• REQUIRED WORK
Look through the records below, and copy out every line that holds the string "build".

• RECORDS FOR PROCESSING
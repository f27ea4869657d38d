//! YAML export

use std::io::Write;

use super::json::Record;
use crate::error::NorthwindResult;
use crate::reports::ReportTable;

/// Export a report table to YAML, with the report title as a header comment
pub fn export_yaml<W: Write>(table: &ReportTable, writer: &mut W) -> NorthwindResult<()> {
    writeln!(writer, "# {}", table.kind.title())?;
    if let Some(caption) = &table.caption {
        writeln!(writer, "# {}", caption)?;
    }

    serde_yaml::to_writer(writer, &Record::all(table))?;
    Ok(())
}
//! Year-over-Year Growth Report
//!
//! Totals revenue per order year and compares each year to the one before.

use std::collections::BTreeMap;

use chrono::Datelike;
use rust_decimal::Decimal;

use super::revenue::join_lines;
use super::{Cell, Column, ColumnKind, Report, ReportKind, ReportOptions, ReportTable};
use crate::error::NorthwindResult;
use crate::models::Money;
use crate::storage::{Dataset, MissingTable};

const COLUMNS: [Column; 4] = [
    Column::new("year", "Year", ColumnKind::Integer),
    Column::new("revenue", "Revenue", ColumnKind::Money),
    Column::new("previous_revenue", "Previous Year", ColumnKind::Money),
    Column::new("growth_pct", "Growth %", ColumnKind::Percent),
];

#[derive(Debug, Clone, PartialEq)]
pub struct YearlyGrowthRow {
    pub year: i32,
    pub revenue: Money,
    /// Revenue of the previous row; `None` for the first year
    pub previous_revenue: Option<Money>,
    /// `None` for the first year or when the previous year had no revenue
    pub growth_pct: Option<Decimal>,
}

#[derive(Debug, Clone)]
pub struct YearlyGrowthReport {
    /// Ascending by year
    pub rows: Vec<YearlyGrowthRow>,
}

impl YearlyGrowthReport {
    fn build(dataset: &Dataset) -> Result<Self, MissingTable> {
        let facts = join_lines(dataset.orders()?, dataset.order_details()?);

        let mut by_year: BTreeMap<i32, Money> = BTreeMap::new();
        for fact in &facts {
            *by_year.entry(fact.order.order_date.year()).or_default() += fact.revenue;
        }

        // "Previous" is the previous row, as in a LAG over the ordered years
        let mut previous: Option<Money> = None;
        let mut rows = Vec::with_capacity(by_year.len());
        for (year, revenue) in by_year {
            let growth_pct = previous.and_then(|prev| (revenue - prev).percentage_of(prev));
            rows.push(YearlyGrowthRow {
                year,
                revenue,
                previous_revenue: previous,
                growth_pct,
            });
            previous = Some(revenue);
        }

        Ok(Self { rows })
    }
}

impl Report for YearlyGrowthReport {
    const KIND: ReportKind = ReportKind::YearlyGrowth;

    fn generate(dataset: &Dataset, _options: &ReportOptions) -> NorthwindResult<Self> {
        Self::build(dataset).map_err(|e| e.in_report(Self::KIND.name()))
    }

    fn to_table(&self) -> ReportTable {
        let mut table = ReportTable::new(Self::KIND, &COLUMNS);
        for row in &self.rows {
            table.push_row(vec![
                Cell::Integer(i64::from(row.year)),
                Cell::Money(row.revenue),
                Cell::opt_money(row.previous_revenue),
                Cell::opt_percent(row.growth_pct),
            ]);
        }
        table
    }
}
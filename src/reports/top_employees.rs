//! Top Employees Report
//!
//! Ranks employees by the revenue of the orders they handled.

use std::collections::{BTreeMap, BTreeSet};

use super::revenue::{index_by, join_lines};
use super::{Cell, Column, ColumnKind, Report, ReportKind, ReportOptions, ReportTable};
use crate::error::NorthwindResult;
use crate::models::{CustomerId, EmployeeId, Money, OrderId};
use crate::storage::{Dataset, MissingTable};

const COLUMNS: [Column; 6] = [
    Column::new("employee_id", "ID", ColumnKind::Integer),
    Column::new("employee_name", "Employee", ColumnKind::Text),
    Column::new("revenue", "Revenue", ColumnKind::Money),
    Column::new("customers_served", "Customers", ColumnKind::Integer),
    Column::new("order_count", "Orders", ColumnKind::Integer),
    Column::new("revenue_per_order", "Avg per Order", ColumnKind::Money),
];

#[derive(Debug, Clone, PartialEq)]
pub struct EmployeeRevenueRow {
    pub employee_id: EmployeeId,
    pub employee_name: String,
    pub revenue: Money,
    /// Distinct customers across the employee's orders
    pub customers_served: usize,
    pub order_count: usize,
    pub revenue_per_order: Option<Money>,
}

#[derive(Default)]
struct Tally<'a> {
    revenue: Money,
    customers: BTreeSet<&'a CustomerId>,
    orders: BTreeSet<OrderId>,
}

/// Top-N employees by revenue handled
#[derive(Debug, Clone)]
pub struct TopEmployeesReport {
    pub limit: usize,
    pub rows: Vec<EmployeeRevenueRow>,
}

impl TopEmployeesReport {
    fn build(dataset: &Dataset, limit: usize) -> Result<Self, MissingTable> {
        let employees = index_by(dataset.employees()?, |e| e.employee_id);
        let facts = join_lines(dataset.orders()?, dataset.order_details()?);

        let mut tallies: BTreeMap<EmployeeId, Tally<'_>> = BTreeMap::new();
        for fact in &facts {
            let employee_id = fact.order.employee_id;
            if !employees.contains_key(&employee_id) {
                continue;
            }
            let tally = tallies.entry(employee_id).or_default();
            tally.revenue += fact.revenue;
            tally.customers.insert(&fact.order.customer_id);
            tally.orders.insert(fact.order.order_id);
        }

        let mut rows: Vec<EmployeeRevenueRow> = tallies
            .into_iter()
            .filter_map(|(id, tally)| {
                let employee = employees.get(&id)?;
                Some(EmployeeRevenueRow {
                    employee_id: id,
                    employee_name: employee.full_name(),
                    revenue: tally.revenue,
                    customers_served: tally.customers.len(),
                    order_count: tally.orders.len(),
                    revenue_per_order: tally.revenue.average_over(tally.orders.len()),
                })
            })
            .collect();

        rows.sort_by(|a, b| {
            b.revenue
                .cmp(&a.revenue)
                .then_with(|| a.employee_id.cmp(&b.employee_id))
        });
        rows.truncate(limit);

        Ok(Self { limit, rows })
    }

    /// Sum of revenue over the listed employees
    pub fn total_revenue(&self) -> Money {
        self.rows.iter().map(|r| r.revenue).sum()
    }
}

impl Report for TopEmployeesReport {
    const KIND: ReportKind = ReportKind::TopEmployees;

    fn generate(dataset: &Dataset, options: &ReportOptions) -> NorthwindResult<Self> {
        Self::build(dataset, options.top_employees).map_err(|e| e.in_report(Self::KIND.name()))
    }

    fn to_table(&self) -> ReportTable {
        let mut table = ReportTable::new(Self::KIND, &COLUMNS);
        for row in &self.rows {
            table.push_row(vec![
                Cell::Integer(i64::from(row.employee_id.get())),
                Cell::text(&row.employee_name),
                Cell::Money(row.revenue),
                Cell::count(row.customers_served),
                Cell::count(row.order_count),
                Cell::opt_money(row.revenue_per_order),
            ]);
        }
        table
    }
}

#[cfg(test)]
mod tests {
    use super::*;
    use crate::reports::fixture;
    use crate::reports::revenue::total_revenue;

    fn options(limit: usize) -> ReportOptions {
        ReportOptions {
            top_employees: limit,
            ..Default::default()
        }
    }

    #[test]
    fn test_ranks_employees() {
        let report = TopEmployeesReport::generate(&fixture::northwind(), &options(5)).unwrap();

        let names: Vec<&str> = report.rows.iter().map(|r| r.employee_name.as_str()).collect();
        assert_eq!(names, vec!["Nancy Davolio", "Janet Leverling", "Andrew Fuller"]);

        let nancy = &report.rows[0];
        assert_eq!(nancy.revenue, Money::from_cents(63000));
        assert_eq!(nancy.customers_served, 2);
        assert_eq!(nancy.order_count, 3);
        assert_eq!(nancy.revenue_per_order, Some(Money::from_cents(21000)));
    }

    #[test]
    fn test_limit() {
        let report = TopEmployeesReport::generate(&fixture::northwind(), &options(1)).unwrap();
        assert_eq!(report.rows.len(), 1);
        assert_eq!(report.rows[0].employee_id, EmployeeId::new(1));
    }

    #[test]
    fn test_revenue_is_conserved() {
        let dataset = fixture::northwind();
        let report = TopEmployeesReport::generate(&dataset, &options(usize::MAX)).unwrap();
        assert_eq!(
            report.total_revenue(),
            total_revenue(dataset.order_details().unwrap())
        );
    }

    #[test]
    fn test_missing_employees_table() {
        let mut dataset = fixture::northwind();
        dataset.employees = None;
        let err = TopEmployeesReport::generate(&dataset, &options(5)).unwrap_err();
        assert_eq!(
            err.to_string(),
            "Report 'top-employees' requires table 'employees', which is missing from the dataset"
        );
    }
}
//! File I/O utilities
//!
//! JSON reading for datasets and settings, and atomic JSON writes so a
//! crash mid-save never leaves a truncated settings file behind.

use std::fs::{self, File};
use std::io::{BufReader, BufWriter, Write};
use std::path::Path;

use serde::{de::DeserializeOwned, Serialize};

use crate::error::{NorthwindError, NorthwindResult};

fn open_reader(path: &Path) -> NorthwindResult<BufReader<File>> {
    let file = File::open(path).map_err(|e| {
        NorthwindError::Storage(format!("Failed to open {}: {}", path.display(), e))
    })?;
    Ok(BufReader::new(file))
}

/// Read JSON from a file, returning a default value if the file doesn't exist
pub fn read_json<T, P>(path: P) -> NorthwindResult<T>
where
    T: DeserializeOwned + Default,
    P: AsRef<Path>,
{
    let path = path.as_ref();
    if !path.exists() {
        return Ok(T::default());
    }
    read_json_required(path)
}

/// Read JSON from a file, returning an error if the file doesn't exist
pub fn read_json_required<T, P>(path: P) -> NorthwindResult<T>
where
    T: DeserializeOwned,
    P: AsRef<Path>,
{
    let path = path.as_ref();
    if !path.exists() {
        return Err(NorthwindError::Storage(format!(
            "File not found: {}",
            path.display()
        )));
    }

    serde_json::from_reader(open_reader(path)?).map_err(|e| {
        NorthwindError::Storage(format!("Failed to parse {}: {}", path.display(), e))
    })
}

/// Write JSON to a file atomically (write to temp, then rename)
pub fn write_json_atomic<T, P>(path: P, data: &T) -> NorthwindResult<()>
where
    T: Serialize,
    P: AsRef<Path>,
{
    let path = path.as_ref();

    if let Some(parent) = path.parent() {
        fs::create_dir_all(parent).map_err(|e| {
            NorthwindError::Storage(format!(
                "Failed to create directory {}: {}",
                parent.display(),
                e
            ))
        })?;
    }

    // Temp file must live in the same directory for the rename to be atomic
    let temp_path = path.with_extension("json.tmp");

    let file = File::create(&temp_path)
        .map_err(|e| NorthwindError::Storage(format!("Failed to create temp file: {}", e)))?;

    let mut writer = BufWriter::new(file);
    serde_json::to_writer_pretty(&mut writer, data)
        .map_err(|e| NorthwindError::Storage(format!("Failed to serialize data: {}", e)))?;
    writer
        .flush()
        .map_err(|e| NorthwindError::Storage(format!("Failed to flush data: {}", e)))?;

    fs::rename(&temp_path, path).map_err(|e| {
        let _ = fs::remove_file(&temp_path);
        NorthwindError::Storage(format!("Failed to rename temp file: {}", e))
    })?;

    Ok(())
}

--

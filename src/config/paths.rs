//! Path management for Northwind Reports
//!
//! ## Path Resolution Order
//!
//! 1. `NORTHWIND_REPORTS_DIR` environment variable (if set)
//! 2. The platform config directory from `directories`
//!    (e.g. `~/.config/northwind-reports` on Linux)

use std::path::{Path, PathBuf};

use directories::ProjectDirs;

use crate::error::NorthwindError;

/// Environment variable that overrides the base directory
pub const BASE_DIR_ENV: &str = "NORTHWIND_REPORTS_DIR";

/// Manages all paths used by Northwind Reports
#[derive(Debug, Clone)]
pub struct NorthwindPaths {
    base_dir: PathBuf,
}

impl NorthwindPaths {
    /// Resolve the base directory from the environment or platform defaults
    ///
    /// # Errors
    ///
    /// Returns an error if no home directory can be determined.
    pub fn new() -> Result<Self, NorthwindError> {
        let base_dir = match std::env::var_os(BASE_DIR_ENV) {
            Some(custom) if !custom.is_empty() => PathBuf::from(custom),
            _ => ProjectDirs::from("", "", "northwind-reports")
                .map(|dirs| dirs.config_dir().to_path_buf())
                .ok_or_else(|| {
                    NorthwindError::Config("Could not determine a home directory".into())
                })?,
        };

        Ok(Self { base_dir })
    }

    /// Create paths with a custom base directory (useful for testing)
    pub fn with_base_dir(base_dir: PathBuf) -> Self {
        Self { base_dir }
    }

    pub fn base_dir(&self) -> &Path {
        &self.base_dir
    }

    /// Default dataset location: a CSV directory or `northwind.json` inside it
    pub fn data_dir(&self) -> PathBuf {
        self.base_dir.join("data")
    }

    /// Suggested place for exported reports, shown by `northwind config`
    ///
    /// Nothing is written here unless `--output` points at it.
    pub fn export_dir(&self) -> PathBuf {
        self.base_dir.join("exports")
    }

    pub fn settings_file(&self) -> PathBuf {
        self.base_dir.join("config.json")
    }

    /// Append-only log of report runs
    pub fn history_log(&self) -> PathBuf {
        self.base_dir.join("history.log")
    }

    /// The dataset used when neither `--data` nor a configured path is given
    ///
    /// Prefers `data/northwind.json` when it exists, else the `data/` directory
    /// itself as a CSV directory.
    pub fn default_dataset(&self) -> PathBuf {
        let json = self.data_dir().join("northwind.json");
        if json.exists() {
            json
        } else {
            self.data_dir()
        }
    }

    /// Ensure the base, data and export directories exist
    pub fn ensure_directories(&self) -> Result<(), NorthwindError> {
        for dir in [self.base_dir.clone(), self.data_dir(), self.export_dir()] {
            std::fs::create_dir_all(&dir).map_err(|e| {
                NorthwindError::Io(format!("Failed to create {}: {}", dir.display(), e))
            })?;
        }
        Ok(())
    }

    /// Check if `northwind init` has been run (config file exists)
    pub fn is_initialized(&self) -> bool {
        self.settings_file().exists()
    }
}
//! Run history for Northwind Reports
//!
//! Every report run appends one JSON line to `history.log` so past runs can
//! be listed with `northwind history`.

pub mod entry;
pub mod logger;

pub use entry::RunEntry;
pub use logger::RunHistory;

• OUTPUT BELOW
    fn build(dataset: &Dataset) -> Result<Self, MissingTable> {
        Self::build(dataset).map_err(|e| e.in_report(Self::KIND.name()))
    fn build(dataset: &Dataset, limit: usize) -> Result<Self, MissingTable> {
        Self::build(dataset, options.top_employees).map_err(|e| e.in_report(Self::KIND.name()))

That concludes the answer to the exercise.